Se escutar os demais fosse igual a aprender, todos nós seríamos tão inteligentes que nem suportaríamos. Somente na experiência concreta de estudar, centrando toda nossa atenção no que estamos aprendendo, praticando de forma repetida, persistente e com um esforço ascético, isto é, exercendo nossas melhores capacidades e dando o melhor de nós mesmos para chegar a ser o melhor que podemos chegar a ser, que conseguiremos descobrir o mais acertado e adequado método, receita ou técnica pessoal para motivar-nos, aprender, armazenar e recordar o que percebemos. O resto é mitologia.

Um conselho final: tenha sempre em conta o fato de que não somente é de vital importância não permitir que os dados inúteis apartem aos úteis a empurrões, senão que, às vezes, o mais recomendável é atuar como na fábula de Ulisses e as Sereias e, da mesma forma que o ator, atar-se a algo mais sólido e útil para não cair seduzido pelas doces palavras e sedutoras promessas das atuais “sereias do êxito”.

Depois de tudo, e não parece demasiado recordar, quem se limita a seguir aos demais, nada segue, nada encontra e, pior ainda, nada busca.

 

BIBLIOGRAFIA MÍNIMA

Baumeister, R. F. & Tierney, J. (2011). Willpower. Rediscovering the Greatest Human Strength, New York: The Penguin Press.

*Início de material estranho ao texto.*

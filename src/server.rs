//! Reusable car rental service runtime.
//!
//! Provides [`ServiceHandle`] that encapsulates the full lifecycle:
//! database init, migrations, use-case services, the reservation expiry
//! task, and graceful shutdown.

use std::sync::Arc;

use sea_orm::DatabaseConnection;
use tracing::{error, info, warn};

use crate::application::services::{
    start_reservation_expiry_task, FleetService, RentalService, ReservationService,
};
use crate::config::AppConfig;
use crate::domain::RepositoryProvider;
use crate::infrastructure::{init_database, run_migrations, SeaOrmRepositoryProvider};
use crate::shared::shutdown::{ShutdownCoordinator, ShutdownSignal};

// ── Options ────────────────────────────────────────────────────────

/// Options for starting the service.
pub struct ServiceOptions {
    /// Application configuration.
    pub config: AppConfig,
    /// Run database migrations on startup (default: true).
    pub auto_migrate: bool,
}

impl Default for ServiceOptions {
    fn default() -> Self {
        Self {
            config: AppConfig::default(),
            auto_migrate: true,
        }
    }
}

// ── ServiceHandle ──────────────────────────────────────────────────

/// Handle to a running car rental service.
///
/// # Examples
///
/// ```rust,no_run
/// use car_rental::server::{ServiceHandle, ServiceOptions};
///
/// #[tokio::main]
/// async fn main() -> Result<(), Box<dyn std::error::Error>> {
///     let handle = ServiceHandle::start(ServiceOptions::default()).await?;
///     // ... wait for shutdown signal ...
///     handle.shutdown().await;
///     Ok(())
/// }
/// ```
pub struct ServiceHandle {
    /// Repository provider for data access.
    pub repos: Arc<dyn RepositoryProvider>,
    pub reservations: Arc<ReservationService>,
    pub rentals: Arc<RentalService>,
    pub fleet: Arc<FleetService>,
    /// The configuration the service was started with.
    pub config: AppConfig,

    db: DatabaseConnection,
    shutdown: ShutdownCoordinator,
    expiry_task: tokio::task::JoinHandle<()>,
}

impl ServiceHandle {
    /// Start the service with the given options.
    ///
    /// This will:
    /// 1. Connect to the database and run migrations
    /// 2. Build the repository provider and use-case services
    /// 3. Start the reservation expiry task
    pub async fn start(opts: ServiceOptions) -> Result<Self, Box<dyn std::error::Error>> {
        let app_cfg = opts.config;
        app_cfg.validate()?;

        info!("Starting car rental service...");

        // ── Database ───────────────────────────────────────────
        let db = init_database(&app_cfg.database_config()).await?;

        if opts.auto_migrate {
            info!("Running database migrations...");
            run_migrations(&db).await?;
            info!("Migrations completed");
        }

        // ── Repositories & Services ────────────────────────────
        let repos: Arc<dyn RepositoryProvider> =
            Arc::new(SeaOrmRepositoryProvider::new(db.clone()));
        let reservations = Arc::new(ReservationService::new(
            repos.clone(),
            app_cfg.reservation_settings(),
        ));
        let rentals = Arc::new(RentalService::new(repos.clone(), reservations.clone()));
        let fleet = Arc::new(FleetService::new(repos.clone()));

        // ── Shutdown coordinator ───────────────────────────────
        let shutdown = ShutdownCoordinator::new(app_cfg.server.shutdown_timeout);

        // ── Background tasks ───────────────────────────────────
        let expiry_task = start_reservation_expiry_task(
            reservations.clone(),
            shutdown.signal(),
            app_cfg.reservations.expiry_check_interval_secs,
        );

        info!(
            draft_ttl_minutes = app_cfg.reservations.draft_ttl_minutes,
            "🚗 Car rental service started"
        );

        Ok(Self {
            repos,
            reservations,
            rentals,
            fleet,
            config: app_cfg,
            db,
            shutdown,
            expiry_task,
        })
    }

    /// Get a cloneable shutdown signal.
    pub fn shutdown_signal(&self) -> ShutdownSignal {
        self.shutdown.signal()
    }

    /// Install OS signal listeners (SIGTERM, SIGINT) that trigger shutdown.
    pub fn install_signal_handler(&self) {
        self.shutdown.start_signal_listener();
    }

    /// Trigger graceful shutdown (non-blocking).
    pub fn trigger_shutdown(&self) {
        self.shutdown.signal().trigger();
    }

    /// Wait for the service to fully stop after shutdown has been triggered.
    pub async fn wait(self) {
        info!("⏳ Waiting for background tasks to complete...");

        match tokio::time::timeout(self.shutdown.timeout(), self.expiry_task).await {
            Ok(Ok(())) => info!("Reservation expiry task stopped"),
            Ok(Err(e)) => error!("Reservation expiry task panicked: {}", e),
            Err(_) => warn!(
                "Reservation expiry task did not stop within {:?}",
                self.shutdown.timeout()
            ),
        }

        if let Err(e) = self.db.close().await {
            warn!("Error closing database connection: {}", e);
        } else {
            info!("✅ Database connection closed");
        }

        info!("👋 Car rental service shutdown complete");
    }

    /// Trigger shutdown and wait for completion.
    pub async fn shutdown(self) {
        info!("🛑 Shutting down car rental service...");
        self.trigger_shutdown();
        self.wait().await;
    }

    /// Check if the background task is still running.
    pub fn is_running(&self) -> bool {
        !self.expiry_task.is_finished()
    }
}

/// Initialize tracing (logging) from the application config.
///
/// Call this once at process startup (before [`ServiceHandle::start`]).
pub fn init_tracing(config: &AppConfig) {
    use tracing_subscriber::layer::SubscriberExt;
    use tracing_subscriber::util::SubscriberInitExt;

    let env_filter = tracing_subscriber::EnvFilter::try_from_default_env()
        .unwrap_or_else(|_| tracing_subscriber::EnvFilter::new(&config.logging.level));

    match config.logging.format.to_lowercase().as_str() {
        "json" => {
            tracing_subscriber::registry()
                .with(env_filter)
                .with(tracing_subscriber::fmt::layer().json())
                .init();
        }
        _ => {
            tracing_subscriber::registry()
                .with(env_filter)
                .with(tracing_subscriber::fmt::layer())
                .init();
        }
    }
}
pub mod entities;
pub mod migrator;
pub mod repositories;

pub use repositories::SeaOrmRepositoryProvider;

use sea_orm::{ConnectOptions, Database, DatabaseConnection};
use sea_orm_migration::MigratorTrait;
use tracing::info;

use migrator::Migrator;

const DEFAULT_URL: &str = "sqlite://./car-rental.db?mode=rwc";

/// Database configuration
#[derive(Debug, Clone)]
pub struct DatabaseConfig {
    /// Database URL (e.g., "sqlite://./car-rental.db?mode=rwc")
    pub url: String,
}

impl Default for DatabaseConfig {
    fn default() -> Self {
        Self {
            url: DEFAULT_URL.to_string(),
        }
    }
}

impl DatabaseConfig {
    /// Create config for SQLite
    pub fn sqlite(path: &str) -> Self {
        Self {
            url: format!("sqlite://{}?mode=rwc", path),
        }
    }

    /// Private in-memory SQLite database, gone when the pool closes
    pub fn in_memory() -> Self {
        Self {
            url: "sqlite::memory:".to_string(),
        }
    }

    /// Create config from environment variable
    pub fn from_env() -> Self {
        Self {
            url: std::env::var("DATABASE_URL").unwrap_or_else(|_| DEFAULT_URL.to_string()),
        }
    }

    fn is_memory(&self) -> bool {
        self.url.contains(":memory:")
    }
}

/// Initialize database connection
pub async fn init_database(config: &DatabaseConfig) -> Result<DatabaseConnection, sea_orm::DbErr> {
    info!("Connecting to database: {}", config.url);

    let mut opt = ConnectOptions::new(config.url.clone());
    opt.sqlx_logging(false);
    if config.is_memory() {
        // every pooled connection would otherwise see its own empty database
        opt.max_connections(1).min_connections(1);
    }

    let db = Database::connect(opt).await?;
    info!("Database connected successfully");
    Ok(db)
}

/// Apply pending schema migrations
pub async fn run_migrations(db: &DatabaseConnection) -> Result<(), sea_orm::DbErr> {
    let pending = Migrator::get_pending_migrations(db).await?.len();
    info!("Applying {} pending migration(s)", pending);
    Migrator::up(db, None).await
}
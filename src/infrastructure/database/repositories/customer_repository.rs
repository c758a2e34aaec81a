//! SeaORM implementation of CustomerRepository

use async_trait::async_trait;
use sea_orm::{ActiveModelTrait, ColumnTrait, DatabaseConnection, EntityTrait, QueryFilter, Set};
use tracing::debug;
use uuid::Uuid;

use crate::domain::customer::{Customer, CustomerRepository};
use crate::infrastructure::database::entities::customer;
use crate::shared::errors::StoreResult;

pub struct SeaOrmCustomerRepository {
    db: DatabaseConnection,
}

impl SeaOrmCustomerRepository {
    pub fn new(db: DatabaseConnection) -> Self {
        Self { db }
    }
}

fn model_to_domain(m: customer::Model) -> Customer {
    Customer {
        id: m.id,
        full_name: m.full_name,
        email: m.email,
        created_at: m.created_at,
    }
}

#[async_trait]
impl CustomerRepository for SeaOrmCustomerRepository {
    async fn add(&self, c: Customer) -> StoreResult<()> {
        debug!("Saving customer: {}", c.id);

        let model = customer::ActiveModel {
            id: Set(c.id),
            full_name: Set(c.full_name),
            email: Set(c.email),
            created_at: Set(c.created_at),
        };
        model.insert(&self.db).await?;
        Ok(())
    }

    async fn find_by_id(&self, id: Uuid) -> StoreResult<Option<Customer>> {
        let model = customer::Entity::find_by_id(id).one(&self.db).await?;
        Ok(model.map(model_to_domain))
    }

    async fn find_by_email(&self, email: &str) -> StoreResult<Option<Customer>> {
        let model = customer::Entity::find()
            .filter(customer::Column::Email.eq(email))
            .one(&self.db)
            .await?;
        Ok(model.map(model_to_domain))
    }
}
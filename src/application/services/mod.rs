//! Application services (use cases)

pub mod fleet;
pub mod rental;
pub mod reservation;
pub mod reservation_expiry;

pub use fleet::{FleetService, RegisterCar, RegisterCustomer};
pub use rental::{PickupRental, RentalService, ReturnRental};
pub use reservation::{CreateReservation, ReservationService, ReservationSettings};
pub use reservation_expiry::start_reservation_expiry_task;
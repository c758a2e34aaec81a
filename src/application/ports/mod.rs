//! Application ports (hexagonal architecture boundaries)
//!
//! [`ReservationFacade`] is the only way the rentals side reads or changes
//! reservations. The production implementation is
//! [`ReservationService`](crate::application::services::ReservationService).

use async_trait::async_trait;
use chrono::{DateTime, Utc};
use uuid::Uuid;

use crate::domain::{CarCategory, RentalPeriod, Reservation, ReservationStatus};
use crate::shared::errors::AppResult;

/// Read model of a confirmed reservation, as seen from the rentals side
#[derive(Debug, Clone, PartialEq)]
pub struct ConfirmedReservation {
    pub id: Uuid,
    pub customer_id: Uuid,
    pub category: CarCategory,
    pub period: RentalPeriod,
    pub confirmed_at: DateTime<Utc>,
    pub rental_id: Option<Uuid>,
}

impl ConfirmedReservation {
    /// `None` unless the reservation is currently `Confirmed`
    pub fn from_reservation(reservation: &Reservation) -> Option<Self> {
        match reservation.status() {
            ReservationStatus::Confirmed {
                confirmed_at,
                rental_id,
            } => Some(Self {
                id: reservation.id(),
                customer_id: reservation.customer_id(),
                category: reservation.category().clone(),
                period: *reservation.period(),
                confirmed_at: *confirmed_at,
                rental_id: *rental_id,
            }),
            _ => None,
        }
    }
}

#[async_trait]
pub trait ReservationFacade: Send + Sync {
    /// `Ok(None)` when the reservation is missing or not confirmed
    async fn find_confirmed_by_id(&self, id: Uuid) -> AppResult<Option<ConfirmedReservation>>;

    /// Link a rental to a confirmed reservation. Repeating the call with the
    /// same rental is a no-op.
    async fn mark_as_rented(&self, reservation_id: Uuid, rental_id: Uuid) -> AppResult<()>;
}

Chabris, C. y Simons, D. (2011). El gorila invisible. Cómo nos engaña nuestro cerebro, Barcelona: RBA.

Eagleman, D. (2011). Incognito: The Secret Lives of the Brain, New York: Pantheon Books

Ehrenreich, B. (2011). Sonríe o muere. La trampa del pensamiento positivo, Madrid: Turner.

Elster, J. (1984). Ulyses and the Sirens. Studies in Rationality and Irrationality, Cambridge: Cambridge University Press.

Gilovich, T. (2009). Convencidos, pero equivocados, Barcelona: Milrazones.

Kandel, E. (2007) En busca de la memoria. Una nueva ciencia de la mente, Buenos Aires: Katz Editores.

Lilienfeld, S. O. et al. (2010). 50 grandes mitos de la psicología popular. Las ideas falsas más comunes sobre la conducta humana, Madrid: Biblioteca Buridán.

Linden, D. (2007). The Accidental Mind: How Brain Evolution Has Given Us Love, Memory, Dreams, and God. Cambridge, MA: Belknap Press of Harvard University Press.

Llinás, R. y Churchland (Comp.) (2006). El continuum mente-cerebro. Procesos sensoriales, Bogotá: Universidad Nacional de Colombia

Malabou, C. (2007). ¿ Qué hacer con nuestro cerebro?, Madrid: Tiempo al Tiempo.

Marcus, G. (2011). Kluge. La azarosa construcción de la mente humana, Barcelona: Planeta.

1 Utilizaremos, sem qualquer intenção pejorativa, o termo “cursinho(s)” para referir-nos a todo esse universo de cursos extra-universitários preparatórios para concursos. A razão é simples: comparados com a duração mínima de um Curso de graduação universitário, todo e qualquer curso preparatório, para o bem ou para o mal, é um “cursinho”.